Hyperliquid activated the HIP-3 upgrade, making the protocol permissionless so qualified developers can now deploy perpetual markets on-chain. Builders must stake 500,000 HYPE as a bond, supply their own liquidity, oracles, and front-ends, and can earn up to 50% of trading fees. The upgrade, which went live on October 13, 2025, also ties into HyperEVM and HyperCore for smart-contract support and high-performance matching.

Who does this affect?

Developers and teams who want to launch perpetual DEXs are the primary winners, because they can now spin up markets without centralized approval. Market makers, liquidity providers, and projects building new asset contracts (like pre-IPO equities, commodities, or prediction markets) will be directly involved since they need to supply liquidity and infrastructure.
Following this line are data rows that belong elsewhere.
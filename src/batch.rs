use std::io::{Read, Write};

use anyhow::Context;
use serde::Serialize;
use tracing::{info, warn};

use crate::client::Backend;
use crate::models::PredictionForm;

#[derive(Debug, Default, Serialize)]
struct BatchRow {
    attendance: Option<f64>,
    internal_marks: Option<f64>,
    quiz_score: Option<f64>,
    login_frequency: Option<f64>,
    financial_issue: Option<f64>,
    backlog_count: Option<f64>,
    dropout_risk_percentage: Option<f64>,
    risk_level: Option<String>,
    top_risk_factors: Option<String>,
    error: Option<String>,
}

#[derive(Debug, Clone, Copy, Default, PartialEq, Eq)]
pub struct BatchSummary {
    pub predicted: usize,
    pub failed: usize,
}

/// Submits each CSV row to `/predict` in order, one request at a time, and
/// writes one result row per input row. Failed rows, including rows that do
/// not parse, carry the error text. Only I/O errors stop the batch.
pub async fn run_batch<B, R, W>(backend: &B, input: R, output: W) -> anyhow::Result<BatchSummary>
where
    B: Backend + ?Sized,
    R: Read,
    W: Write,
{
    let mut reader = csv::Reader::from_reader(input);
    let mut writer = csv::Writer::from_writer(output);
    let mut summary = BatchSummary::default();

    for (index, record) in reader.deserialize::<PredictionForm>().enumerate() {
        let form = match record {
            Ok(form) => form,
            Err(err) if err.is_io_error() => {
                return Err(err).with_context(|| format!("failed to read CSV row {}", index + 1));
            }
            Err(err) => {
                warn!(row = index + 1, error = %err, "skipping malformed CSV row");
                writer.serialize(BatchRow {
                    error: Some(format!("invalid CSV row: {err}")),
                    ..Default::default()
                })?;
                summary.failed += 1;
                continue;
            }
        };
        let input = form.to_input();

        let mut row = BatchRow {
            attendance: Some(input.attendance),
            internal_marks: Some(input.internal_marks),
            quiz_score: Some(input.quiz_score),
            login_frequency: Some(input.login_frequency),
            financial_issue: Some(input.financial_issue),
            backlog_count: Some(input.backlog_count),
            ..Default::default()
        };

        match backend.predict(&input).await {
            Ok(result) => {
                row.dropout_risk_percentage = Some(result.dropout_risk_percentage);
                row.risk_level = Some(result.risk_level);
                row.top_risk_factors = Some(result.top_risk_factors.join("; "));
                summary.predicted += 1;
            }
            Err(err) => {
                warn!(row = index + 1, error = %err, "batch prediction failed");
                row.error = Some(err.to_string());
                summary.failed += 1;
            }
        }

        writer.serialize(&row)?;
    }

    writer.flush()?;
    info!(
        predicted = summary.predicted,
        failed = summary.failed,
        "batch complete"
    );
    Ok(summary)
}
use async_trait::async_trait;
use serde::de::DeserializeOwned;
use serde::Serialize;
use thiserror::Error;
use tracing::debug;

use crate::models::{
    DashboardSummary, InterventionPayload, OutcomeUpdate, PredictionInput, PredictionResult,
    ValidationMetrics,
};

#[derive(Debug, Error)]
pub enum ClientError {
    #[error("transport error: {0}")]
    Transport(#[from] reqwest::Error),
    #[error("backend returned {status}: {body}")]
    Status { status: u16, body: String },
    #[error("unexpected response body: {0}")]
    Parse(#[from] serde_json::Error),
    #[error("invalid backend url {0}")]
    InvalidUrl(String),
}

/// The HTTP contracts of the prediction backend.
#[async_trait]
pub trait Backend: Send + Sync {
    async fn dashboard(&self) -> Result<DashboardSummary, ClientError>;
    async fn predict(&self, input: &PredictionInput) -> Result<PredictionResult, ClientError>;
    async fn log_intervention(&self, payload: &InterventionPayload) -> Result<(), ClientError>;
    async fn update_outcome(&self, update: &OutcomeUpdate) -> Result<(), ClientError>;
    async fn validation_metrics(&self) -> Result<ValidationMetrics, ClientError>;
}

pub struct HttpBackend {
    base_url: String,
    client: reqwest::Client,
}

impl HttpBackend {
    pub fn new(base_url: &str) -> Result<Self, ClientError> {
        reqwest::Url::parse(base_url)
            .map_err(|e| ClientError::InvalidUrl(format!("{base_url}: {e}")))?;
        Ok(Self {
            base_url: base_url.trim_end_matches('/').to_string(),
            client: reqwest::Client::new(),
        })
    }

    pub fn base_url(&self) -> &str {
        &self.base_url
    }

    fn url(&self, path: &str) -> String {
        format!("{}/{}", self.base_url, path)
    }

    async fn get_json<T: DeserializeOwned>(&self, path: &str) -> Result<T, ClientError> {
        let resp = self.client.get(self.url(path)).send().await?;
        read_json(check_status(resp).await?).await
    }

    async fn post<B: Serialize + Sync>(
        &self,
        path: &str,
        body: &B,
    ) -> Result<reqwest::Response, ClientError> {
        let resp = self.client.post(self.url(path)).json(body).send().await?;
        check_status(resp).await
    }
}

async fn check_status(resp: reqwest::Response) -> Result<reqwest::Response, ClientError> {
    let status = resp.status();
    if status.is_success() {
        return Ok(resp);
    }
    let body = resp.text().await.unwrap_or_default();
    Err(ClientError::Status {
        status: status.as_u16(),
        body,
    })
}

/// Parses the body of a response whose status was already checked.
async fn read_json<T: DeserializeOwned>(resp: reqwest::Response) -> Result<T, ClientError> {
    let text = resp.text().await?;
    debug!(bytes = text.len(), "response body received");
    Ok(serde_json::from_str(&text)?)
}

#[async_trait]
impl Backend for HttpBackend {
    async fn dashboard(&self) -> Result<DashboardSummary, ClientError> {
        self.get_json("dashboard").await
    }

    async fn predict(&self, input: &PredictionInput) -> Result<PredictionResult, ClientError> {
        let resp = self.post("predict", input).await?;
        read_json(resp).await
    }

    async fn log_intervention(&self, payload: &InterventionPayload) -> Result<(), ClientError> {
        self.post("log-intervention", payload).await?;
        Ok(())
    }

    async fn update_outcome(&self, update: &OutcomeUpdate) -> Result<(), ClientError> {
        self.post("update-outcome", update).await?;
        Ok(())
    }

    async fn validation_metrics(&self) -> Result<ValidationMetrics, ClientError> {
        self.get_json("validation-metrics").await
    }
}


#[cfg(test)]
mod tests {
    use std::sync::{Arc, Mutex};

    use axum::extract::State;
    use axum::http::StatusCode;
    use axum::routing::{get, post};
    use axum::{Json, Router};
    use serde_json::{json, Value};

    use super::*;
    use crate::models::LastPrediction;

    type Seen = Arc<Mutex<Vec<Value>>>;

    async fn serve(router: Router) -> String {
        let listener = tokio::net::TcpListener::bind("127.0.0.1:0").await.unwrap();
        let addr = listener.local_addr().unwrap();
        tokio::spawn(async move {
            axum::serve(listener, router).await.unwrap();
        });
        format!("http://{addr}/")
    }

    fn sample_input() -> PredictionInput {
        PredictionInput {
            attendance: 40.0,
            internal_marks: 30.0,
            quiz_score: 20.0,
            login_frequency: 1.0,
            financial_issue: 1.0,
            backlog_count: 3.0,
        }
    }

    #[tokio::test]
    async fn predict_posts_json_and_parses_result() {
        let seen: Seen = Arc::default();
        let router = Router::new()
            .route(
                "/predict",
                post(|State(seen): State<Seen>, Json(body): Json<Value>| async move {
                    seen.lock().unwrap().push(body);
                    Json(json!({
                        "dropout_risk_percentage": 82,
                        "risk_level": "High",
                        "top_risk_factors": ["Low attendance", "Backlogs"]
                    }))
                }),
            )
            .with_state(seen.clone());
        let backend = HttpBackend::new(&serve(router).await).unwrap();

        let result = backend.predict(&sample_input()).await.unwrap();
        assert_eq!(result.dropout_risk_percentage, 82.0);
        assert_eq!(result.risk_level, "High");
        assert_eq!(result.top_risk_factors.len(), 2);

        let bodies = seen.lock().unwrap();
        assert_eq!(bodies.len(), 1);
        assert_eq!(bodies[0]["attendance"], 40.0);
        assert_eq!(bodies[0]["backlog_count"], 3.0);
    }

    #[tokio::test]
    async fn server_error_is_a_status_error() {
        let router = Router::new().route(
            "/predict",
            post(|| async {
                (
                    StatusCode::INTERNAL_SERVER_ERROR,
                    Json(json!({"detail": "model failed"})),
                )
            }),
        );
        let backend = HttpBackend::new(&serve(router).await).unwrap();

        let err = backend.predict(&sample_input()).await.unwrap_err();
        assert!(matches!(err, ClientError::Status { status: 500, .. }));
    }

    #[tokio::test]
    async fn get_error_keeps_status_and_body() {
        let router = Router::new().route(
            "/validation-metrics",
            get(|| async { (StatusCode::NOT_FOUND, "missing") }),
        );
        let backend = HttpBackend::new(&serve(router).await).unwrap();

        match backend.validation_metrics().await.unwrap_err() {
            ClientError::Status { status, body } => {
                assert_eq!(status, 404);
                assert_eq!(body, "missing");
            }
            other => panic!("unexpected error {other:?}"),
        }
    }

    #[tokio::test]
    async fn non_json_success_body_is_a_parse_error() {
        let router = Router::new().route("/predict", post(|| async { "<html>ok</html>" }));
        let backend = HttpBackend::new(&serve(router).await).unwrap();

        let err = backend.predict(&sample_input()).await.unwrap_err();
        assert!(matches!(err, ClientError::Parse(_)));
    }

    #[tokio::test]
    async fn dashboard_without_data_is_a_parse_error() {
        let router = Router::new().route(
            "/dashboard",
            get(|| async { Json(json!({"message": "No data available"})) }),
        );
        let backend = HttpBackend::new(&serve(router).await).unwrap();

        let err = backend.dashboard().await.unwrap_err();
        assert!(matches!(err, ClientError::Parse(_)));
    }

    #[tokio::test]
    async fn log_intervention_ignores_response_body() {
        let seen: Seen = Arc::default();
        let router = Router::new()
            .route(
                "/log-intervention",
                post(|State(seen): State<Seen>, Json(body): Json<Value>| async move {
                    seen.lock().unwrap().push(body);
                    "logged"
                }),
            )
            .with_state(seen.clone());
        let backend = HttpBackend::new(&serve(router).await).unwrap();

        let payload = InterventionPayload {
            prediction: LastPrediction {
                input: sample_input(),
                risk_level: "High".to_string(),
            },
            intervention_taken: "Mentoring".to_string(),
        };
        backend.log_intervention(&payload).await.unwrap();

        let bodies = seen.lock().unwrap();
        assert_eq!(bodies[0]["intervention_taken"], "Mentoring");
        assert_eq!(bodies[0]["risk_level"], "High");
    }

    #[tokio::test]
    async fn unreachable_backend_is_a_transport_error() {
        let listener = tokio::net::TcpListener::bind("127.0.0.1:0").await.unwrap();
        let addr = listener.local_addr().unwrap();
        drop(listener);
        let backend = HttpBackend::new(&format!("http://{addr}")).unwrap();

        let err = backend.validation_metrics().await.unwrap_err();
        assert!(matches!(err, ClientError::Transport(_)));
    }

    #[test]
    fn rejects_malformed_base_url() {
        assert!(matches!(
            HttpBackend::new("not a url"),
            Err(ClientError::InvalidUrl(_))
        ));
        let backend = HttpBackend::new("http://127.0.0.1:8000/").unwrap();
        assert_eq!(backend.base_url(), "http://127.0.0.1:8000");
    }
}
Centralized exchanges and their listing businesses are also affected, as on-chain listing options and transparency make it easier for projects to avoid costly CEX deals.

Why does this matter?

This matters because HIP-3 lowers the cost and time to create derivative markets, which could redirect liquidity and listings away from centralized exchanges and reshape listing economics. By letting builders earn fees and plug into shared, high-throughput infrastructure, the upgrade could accelerate the launch of new markets across multiple asset types and increase competition between ecosystems. Given Hyperliquid’s big share of decentralized perpetuals and sub-second finality, the change could meaningfully shift trading volume and pricing power in the derivatives market.